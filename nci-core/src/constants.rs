//! Network Constants
//!
//! Centralized constants for the network credit intelligence layer.
//! Scoring weights, band thresholds and detector windows live here so the
//! scoring engine, services and tests agree on a single source of truth.

// ============================================================================
// Community score weights
// ============================================================================

/// Neutral starting score before any signal is applied
pub const SCORE_BASELINE: f64 = 50.0;

/// Maximum points awarded for a perfect on-time payment rate
pub const SCORE_ON_TIME_WEIGHT: f64 = 40.0;

/// Maximum points awarded for fast average settlement
pub const SCORE_DAYS_WEIGHT: f64 = 30.0;

/// Days-to-pay at or beyond which the settlement bonus reaches zero
pub const SCORE_DAYS_CEILING: f64 = 30.0;

/// Maximum penalty for a 100% dispute rate
pub const SCORE_DISPUTE_PENALTY: f64 = 15.0;

/// Maximum penalty for a 100% partial-payment rate
pub const SCORE_PARTIAL_PENALTY: f64 = 10.0;

/// Maximum data-volume bonus
pub const SCORE_VOLUME_BONUS_CAP: f64 = 5.0;

/// Transactions per bonus point for the data-volume bonus
pub const SCORE_VOLUME_DIVISOR: f64 = 20.0;

// ============================================================================
// Confidence
// ============================================================================

/// Confidence points per observed transaction (capped at half the scale)
pub const CONFIDENCE_PER_TRANSACTION: f64 = 2.0;

/// Confidence points per distinct contributing tenant (capped at half the scale)
pub const CONFIDENCE_PER_TENANT: f64 = 5.0;

/// Cap on each confidence component
pub const CONFIDENCE_COMPONENT_CAP: f64 = 50.0;

// ============================================================================
// Trend
// ============================================================================

/// Observations in each trend comparison window
pub const TREND_WINDOW: usize = 10;

/// Minimum observations per window before a trend is called
pub const TREND_MIN_WINDOW: usize = 3;

/// Relative change (percent) beyond which the trend is not stable
pub const TREND_CHANGE_THRESHOLD_PCT: f64 = 10.0;

// ============================================================================
// Consistency
// ============================================================================

/// Below this many observations the consistency score defaults
pub const CONSISTENCY_MIN_OBSERVATIONS: usize = 10;

/// Default consistency score with too few observations
pub const CONSISTENCY_DEFAULT_FEW_OBS: f64 = 50.0;

/// Default consistency score with fewer than two distinct tenants
pub const CONSISTENCY_DEFAULT_SINGLE_TENANT: f64 = 75.0;

/// Consistency penalty per point of cross-tenant stddev
pub const CONSISTENCY_STDDEV_WEIGHT: f64 = 2.0;

// ============================================================================
// Credit trust score
// ============================================================================

/// Weight of the community score in the credit trust score
pub const TRUST_COMMUNITY_WEIGHT: f64 = 0.6;

/// Verification bonus per distinct tenant
pub const TRUST_PER_TENANT_BONUS: f64 = 2.0;

/// Cap on the verification bonus
pub const TRUST_TENANT_BONUS_CAP: f64 = 20.0;

/// Weight of the consistency score in the credit trust score
pub const TRUST_CONSISTENCY_WEIGHT: f64 = 0.1;

/// Adjustment applied for an improving / declining trend
pub const TRUST_TREND_ADJUSTMENT: f64 = 5.0;

/// Weight of the confidence value in the credit trust score
pub const TRUST_CONFIDENCE_WEIGHT: f64 = 0.05;

// ============================================================================
// Badges
// ============================================================================

/// Distinct tenants required for the verification badge
pub const BADGE_VERIFIED_BY_MIN: u32 = 50;

/// On-time rate (percent) required for the payment-record badge
pub const BADGE_ON_TIME_RATE_MIN: f64 = 95.0;

/// Credit trust score required for the top-trust badge
pub const BADGE_TRUST_SCORE_MIN: f64 = 90.0;

/// Consistency score required for the consistent-payer badge
pub const BADGE_CONSISTENCY_MIN: f64 = 90.0;

// ============================================================================
// Pattern detection
// ============================================================================

/// Lookback window for the selective-delay detector (days)
pub const SELECTIVE_DELAY_LOOKBACK_DAYS: i64 = 90;

/// Minimum distinct tenants before a buyer's variability is judged
pub const SELECTIVE_DELAY_MIN_TENANTS: u32 = 3;

/// Days-to-pay stddev above which payment behavior counts as selective
pub const SELECTIVE_DELAY_STDDEV_THRESHOLD: f64 = 15.0;

/// Cap on selective-delay findings per scan
pub const SELECTIVE_DELAY_MAX_FINDINGS: usize = 20;

/// Recent comparison window for industry/region detectors (days)
pub const DETECTOR_RECENT_WINDOW_DAYS: i64 = 30;

/// Age of the baseline window for industry/region detectors (days)
pub const DETECTOR_BASELINE_OFFSET_DAYS: i64 = 60;

/// Length of the baseline window for industry/region detectors (days)
pub const DETECTOR_BASELINE_WINDOW_DAYS: i64 = 30;

/// Relative days-to-pay increase (percent) that flags an industry
pub const INDUSTRY_DELAY_INCREASE_PCT: f64 = 35.0;

/// On-time rate drop (percentage points) that flags a region
pub const REGION_ON_TIME_DROP_PTS: f64 = 20.0;

/// Year-over-year volume decline (percent) that flags a seasonal anomaly
pub const SEASONAL_VOLUME_DROP_PCT: f64 = 50.0;

/// Days an intelligence record stays valid
pub const INTELLIGENCE_VALIDITY_DAYS: i64 = 30;

// ============================================================================
// Query defaults
// ============================================================================

/// Neutral community score returned when a buyer has no network data
pub const NEUTRAL_COMMUNITY_SCORE: f64 = 50.0;

/// Progress log cadence during aggregation (buyers)
pub const AGGREGATION_PROGRESS_EVERY: u64 = 100;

○ ○ ○

• Work to be completed: Using the records above, find and show each line with the string "comparison".

• Result of the exercise:
/// Observations in each trend comparison window
/// Recent comparison window for industry/region detectors (days)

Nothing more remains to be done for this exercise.